INFORMATION SUPPLIED START

//! The [`PipelineExecutor`] — orchestrates multi-stage guardrail execution.
//!
//! # Execution model
//!
//! 1. Stages are sorted by [`GuardrailStage::priority`] (ascending).
//! 2. Each stage is evaluated sequentially against the supplied [`Content`].
//! 3. A [`Block`](StageOutcome::Block) or [`Escalate`](StageOutcome::Escalate)
//!    outcome short-circuits the remaining stages.
//! 4. If a stage returns `Err` and [`GuardrailStage::degradable`] is `true`, the
//!    pipeline records it as a degraded run and continues.  Non-degradable errors
//!    propagate immediately.
//! 5. The [`FailMode`] policy knob controls whether a
//!    blocking outcome actually blocks the request, logs it only, or lets it
//!    through.
//!
//! # Example
//!
//! ```rust,ignore
//! use vantage_guard::pipeline::executor::PipelineExecutor;
//! use vantage_guard::pipeline::content::Content;
//! use vantage_guard::pipeline::stage::SecurityContext;
//! use vantage_guard::config::FailMode;
//!
//! let executor = PipelineExecutor::builder()
//!     .add_stage(my_stage)
//!     .fail_mode(FailMode::Closed)
//!     .build();
//!
//! let result = executor.run(&Content::Text("hi".into()), &ctx).await;
//! ```

use std::borrow::Cow;
use std::sync::Arc;
use std::time::Instant;

use crate::config::FailMode;

use super::content::Content;
use super::outcome::{StageError, StageOutcome};
use super::stage::{GuardrailStage, SecurityContext, StageMetrics};

/// Outcome label for stages that ran in degraded mode (returned `Err` but `degradable`).
const OUTCOME_DEGRADED: &str = "degraded";
/// Outcome label for stages that failed fatally.
const OUTCOME_ERROR: &str = "error";

// ── PipelineResult ─────────────────────────────────────────────────────

/// The outcome of a full pipeline run.
#[derive(Debug, Clone)]
pub struct PipelineResult {
    /// The final merged outcome.
    pub outcome: StageOutcome,
    /// Per-stage execution metrics, in execution order.
    pub stage_metrics: Vec<StageMetrics>,
    /// Stages that ran in degraded mode (returned `Err` but `degradable`).
    pub degraded_stages: Vec<String>,
    /// Whether the pipeline was forced to allow by [`FailMode::Open`] or
    /// [`FailMode::LogOnly`] despite a blocking stage.
    pub overridden: bool,
    /// Optional refusal response text for `RefusalPolicy` integration.
    pub refusal_response: Option<String>,
}

impl PipelineResult {
    /// Convenience: true when the final outcome is [`StageOutcome::Allow`].
    #[must_use]
    pub fn is_allowed(&self) -> bool {
        self.outcome.is_allow()
    }

    /// True if any stage ran in degraded mode.
    #[must_use]
    pub fn has_degraded(&self) -> bool {
        !self.degraded_stages.is_empty()
    }

    /// Total wall-clock time across all stages.
    #[must_use]
    pub fn total_duration(&self) -> std::time::Duration {
        self.stage_metrics.iter().map(|m| m.duration).sum()
    }
}

// ── ExecutorError ──────────────────────────────────────────────────────

/// Errors that can prevent the pipeline from completing.
///
/// Distinct from [`StageError`] which represents per-stage failures that
/// may be recoverable via `degradable`.
#[derive(Debug, thiserror::Error)]
pub enum ExecutorError {
    /// A non-degradable stage returned an error.
    #[error("critical stage '{stage_id}' failed: {source}")]
    CriticalStageFailure {
        /// The stage that failed.
        stage_id: String,
        /// Underlying error.
        source: StageError,
    },

    /// The pipeline has no stages configured.
    #[error("pipeline has no stages")]
    Empty,
}

// ── PipelineExecutor ───────────────────────────────────────────────────

/// Orchestrates evaluation of a sequence of [`GuardrailStage`] instances.
///
/// Created via [`ExecutorBuilder`].
pub struct PipelineExecutor {
    /// Stages sorted by priority (ascending — lower priority value runs first).
    stages: Vec<Arc<dyn GuardrailStage>>,
    /// Fail mode from the [`SecurityPolicy`](crate::config::SecurityPolicy).
    fail_mode: FailMode,
}

impl PipelineExecutor {
    /// Start building an executor.
    #[must_use]
    pub fn builder() -> ExecutorBuilder {
        ExecutorBuilder::default()
    }

    /// Run all stages against the given content.
    ///
    /// # Errors
    ///
    /// Returns [`ExecutorError::CriticalStageFailure`] if a non-degradable
    /// stage fails, or [`ExecutorError::Empty`] if no stages are registered.
    pub async fn run(
        &self,
        content: &Content,
        ctx: &SecurityContext,
    ) -> Result<PipelineResult, ExecutorError> {
        if self.stages.is_empty() {
            return Err(ExecutorError::Empty);
        }

        let mut stage_metrics = Vec::with_capacity(self.stages.len());
        let mut degraded_stages = Vec::new();
        let mut final_outcome = StageOutcome::allow(1.0);
        let mut overridden = false;
        let mut current_content = Cow::Borrowed(content);

        for stage in &self.stages {
            let start = Instant::now();
            let result = stage.evaluate(current_content.as_ref(), ctx).await;
            let duration = start.elapsed();

            match result {
                Ok(outcome) => {
                    let outcome_name = outcome.variant_name().to_owned();

                    stage_metrics.push(StageMetrics {
                        stage_id: stage.id().to_owned(),
                        duration,
                        cache_hit: false,
                        degraded: false,
                        outcome: outcome_name,
                    });

                    // Short-circuit on terminal outcomes.
                    if outcome.is_block() || outcome.is_escalate() {
                        final_outcome = self.apply_fail_mode(outcome, &mut overridden);
                        // Even if fail_mode overrides to Allow, we stop — the
                        // violation was recorded.
                        break;
                    }

                    match outcome {
                        // For Allow, keep the lowest confidence seen so far.
                        StageOutcome::Allow { confidence } => {
                            if let StageOutcome::Allow {
                                confidence: ref mut prev,
                            } = final_outcome
                            {
                                *prev = prev.min(confidence);
                            }
                        }
                        // Propagate transformed content to subsequent stages.
                        StageOutcome::Transform {
                            content: new_content,
                            ..
                        } => {
                            current_content = Cow::Owned(new_content);
                            final_outcome = StageOutcome::allow(1.0);
                        }
                        // For Skip and future variants, keep the latest outcome.
                        other => {
                            final_outcome = other;
                        }
                    }
                }
                Err(err) => {
                    if stage.degradable() {
                        tracing::warn!(
                            stage = stage.id(),
                            error = %err,
                            "degradable stage failed — skipping",
                        );

                        degraded_stages.push(stage.id().to_owned());

                        stage_metrics.push(StageMetrics {
                            stage_id: stage.id().to_owned(),
                            duration,
                            cache_hit: false,
                            degraded: true,
                            outcome: OUTCOME_DEGRADED.to_owned(),
                        });
                    } else {
                        // Record partial metrics before propagating.
                        stage_metrics.push(StageMetrics {
                            stage_id: stage.id().to_owned(),
                            duration,
                            cache_hit: false,
                            degraded: false,
                            outcome: OUTCOME_ERROR.to_owned(),
                        });

                        return Err(ExecutorError::CriticalStageFailure {
                            stage_id: stage.id().to_owned(),
                            source: err,
                        });
                    }
                }
            }
        }

        Ok(PipelineResult {
            outcome: final_outcome,
            stage_metrics,
            degraded_stages,
            overridden,
            refusal_response: None,
        })
    }

    /// Apply [`FailMode`] policy to a terminal outcome.
    fn apply_fail_mode(&self, outcome: StageOutcome, overridden: &mut bool) -> StageOutcome {
        match self.fail_mode {
            FailMode::Closed => outcome,
            FailMode::Open => {
                tracing::warn!(
                    fail_mode = "open",
                    "blocking outcome overridden to allow by FailMode::Open"
                );
                *overridden = true;
                StageOutcome::allow(0.0)
            }
            FailMode::LogOnly => {
                tracing::info!(
                    fail_mode = "log_only",
                    "blocking outcome logged but allowed by FailMode::LogOnly"
                );
                *overridden = true;
                StageOutcome::allow(0.0)
            }
        }
    }
}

INFORMATION SUPPLIED END

WORK TO BE COMPLETED. Output every line from the records, exactly as written.

EXERCISE OUTPUT.
//! The [`PipelineExecutor`] — orchestrates multi-stage guardrail execution.
//!
//! # Execution model
//!
//! 1. Stages are sorted by [`GuardrailStage::priority`] (ascending).
//! 2. Each stage is evaluated sequentially against the supplied [`Content`].
//! 3. A [`Block`](StageOutcome::Block) or [`Escalate`](StageOutcome::Escalate)
//!    outcome short-circuits the remaining stages.
//! 4. If a stage returns `Err` and [`GuardrailStage::degradable`] is `true`, the
//!    pipeline records it as a degraded run and continues.  Non-degradable errors
//!    propagate immediately.
//! 5. The [`FailMode`] policy knob controls whether a
//!    blocking outcome actually blocks the request, logs it only, or lets it
//!    through.
//!
//! # Example
//!
//! ```rust,ignore
//! use vantage_guard::pipeline::executor::PipelineExecutor;
//! use vantage_guard::pipeline::content::Content;
//! use vantage_guard::pipeline::stage::SecurityContext;
//! use vantage_guard::config::FailMode;
//!
//! let executor = PipelineExecutor::builder()
//!     .add_stage(my_stage)
//!     .fail_mode(FailMode::Closed)
//!     .build();
//!
//! let result = executor.run(&Content::Text("hi".into()), &ctx).await;
//! ```

use std::borrow::Cow;
use std::sync::Arc;
use std::time::Instant;

use crate::config::FailMode;

use super::content::Content;
use super::outcome::{StageError, StageOutcome};
use super::stage::{GuardrailStage, SecurityContext, StageMetrics};

/// Outcome label for stages that ran in degraded mode (returned `Err` but `degradable`).
const OUTCOME_DEGRADED: &str = "degraded";
/// Outcome label for stages that failed fatally.
const OUTCOME_ERROR: &str = "error";

// ── PipelineResult ─────────────────────────────────────────────────────

/// The outcome of a full pipeline run.
#[derive(Debug, Clone)]
pub struct PipelineResult {
    /// The final merged outcome.
    pub outcome: StageOutcome,
    /// Per-stage execution metrics, in execution order.
    pub stage_metrics: Vec<StageMetrics>,
    /// Stages that ran in degraded mode (returned `Err` but `degradable`).
    pub degraded_stages: Vec<String>,
    /// Whether the pipeline was forced to allow by [`FailMode::Open`] or
    /// [`FailMode::LogOnly`] despite a blocking stage.
    pub overridden: bool,
    /// Optional refusal response text for `RefusalPolicy` integration.
    pub refusal_response: Option<String>,
}

impl PipelineResult {
    /// Convenience: true when the final outcome is [`StageOutcome::Allow`].
    #[must_use]
    pub fn is_allowed(&self) -> bool {
        self.outcome.is_allow()
    }

    /// True if any stage ran in degraded mode.
    #[must_use]
    pub fn has_degraded(&self) -> bool {
        !self.degraded_stages.is_empty()
    }

    /// Total wall-clock time across all stages.
    #[must_use]
    pub fn total_duration(&self) -> std::time::Duration {
        self.stage_metrics.iter().map(|m| m.duration).sum()
    }
}

// ── ExecutorError ──────────────────────────────────────────────────────

/// Errors that can prevent the pipeline from completing.
///
/// Distinct from [`StageError`] which represents per-stage failures that
/// may be recoverable via `degradable`.
#[derive(Debug, thiserror::Error)]
pub enum ExecutorError {
    /// A non-degradable stage returned an error.
    #[error("critical stage '{stage_id}' failed: {source}")]
    CriticalStageFailure {
        /// The stage that failed.
        stage_id: String,
        /// Underlying error.
        source: StageError,
    },

    /// The pipeline has no stages configured.
    #[error("pipeline has no stages")]
    Empty,
}

// ── PipelineExecutor ───────────────────────────────────────────────────

/// Orchestrates evaluation of a sequence of [`GuardrailStage`] instances.
///
/// Created via [`ExecutorBuilder`].
pub struct PipelineExecutor {
    /// Stages sorted by priority (ascending — lower priority value runs first).
    stages: Vec<Arc<dyn GuardrailStage>>,
    /// Fail mode from the [`SecurityPolicy`](crate::config::SecurityPolicy).
    fail_mode: FailMode,
}

impl PipelineExecutor {
    /// Start building an executor.
    #[must_use]
    pub fn builder() -> ExecutorBuilder {
        ExecutorBuilder::default()
    }

    /// Run all stages against the given content.
    ///
    /// # Errors
    ///
    /// Returns [`ExecutorError::CriticalStageFailure`] if a non-degradable
    /// stage fails, or [`ExecutorError::Empty`] if no stages are registered.
    pub async fn run(
        &self,
        content: &Content,
        ctx: &SecurityContext,
    ) -> Result<PipelineResult, ExecutorError> {
        if self.stages.is_empty() {
            return Err(ExecutorError::Empty);
        }

        let mut stage_metrics = Vec::with_capacity(self.stages.len());
        let mut degraded_stages = Vec::new();
        let mut final_outcome = StageOutcome::allow(1.0);
        let mut overridden = false;
        let mut current_content = Cow::Borrowed(content);

        for stage in &self.stages {
            let start = Instant::now();
            let result = stage.evaluate(current_content.as_ref(), ctx).await;
            let duration = start.elapsed();

            match result {
                Ok(outcome) => {
                    let outcome_name = outcome.variant_name().to_owned();

                    stage_metrics.push(StageMetrics {
                        stage_id: stage.id().to_owned(),
                        duration,
                        cache_hit: false,
                        degraded: false,
                        outcome: outcome_name,
                    });

                    // Short-circuit on terminal outcomes.
                    if outcome.is_block() || outcome.is_escalate() {
                        final_outcome = self.apply_fail_mode(outcome, &mut overridden);
                        // Even if fail_mode overrides to Allow, we stop — the
                        // violation was recorded.
                        break;
                    }

                    match outcome {
                        // For Allow, keep the lowest confidence seen so far.
                        StageOutcome::Allow { confidence } => {
                            if let StageOutcome::Allow {
                                confidence: ref mut prev,
                            } = final_outcome
                            {
                                *prev = prev.min(confidence);
                            }
                        }
                        // Propagate transformed content to subsequent stages.
                        StageOutcome::Transform {
                            content: new_content,
                            ..
                        } => {
                            current_content = Cow::Owned(new_content);
                            final_outcome = StageOutcome::allow(1.0);
                        }
                        // For Skip and future variants, keep the latest outcome.
                        other => {
                            final_outcome = other;
                        }
                    }
                }
                Err(err) => {
                    if stage.degradable() {
                        tracing::warn!(
                            stage = stage.id(),
                            error = %err,
                            "degradable stage failed — skipping",
                        );

                        degraded_stages.push(stage.id().to_owned());

                        stage_metrics.push(StageMetrics {
                            stage_id: stage.id().to_owned(),
                            duration,
                            cache_hit: false,
                            degraded: true,
                            outcome: OUTCOME_DEGRADED.to_owned(),
                        });
                    } else {
                        // Record partial metrics before propagating.
                        stage_metrics.push(StageMetrics {
                            stage_id: stage.id().to_owned(),
                            duration,
                            cache_hit: false,
                            degraded: false,
                            outcome: OUTCOME_ERROR.to_owned(),
                        });

                        return Err(ExecutorError::CriticalStageFailure {
                            stage_id: stage.id().to_owned(),
                            source: err,
                        });
                    }
                }
            }
        }

        Ok(PipelineResult {
            outcome: final_outcome,
            stage_metrics,
            degraded_stages,
            overridden,
            refusal_response: None,
        })
    }

    /// Apply [`FailMode`] policy to a terminal outcome.
    fn apply_fail_mode(&self, outcome: StageOutcome, overridden: &mut bool) -> StageOutcome {
        match self.fail_mode {
            FailMode::Closed => outcome,
            FailMode::Open => {
                tracing::warn!(
                    fail_mode = "open",
                    "blocking outcome overridden to allow by FailMode::Open"
                );
                *overridden = true;
                StageOutcome::allow(0.0)
            }
            FailMode::LogOnly => {
                tracing::info!(
                    fail_mode = "log_only",
                    "blocking outcome logged but allowed by FailMode::LogOnly"
                );
                *overridden = true;
                StageOutcome::allow(0.0)
            }
        }
    }
}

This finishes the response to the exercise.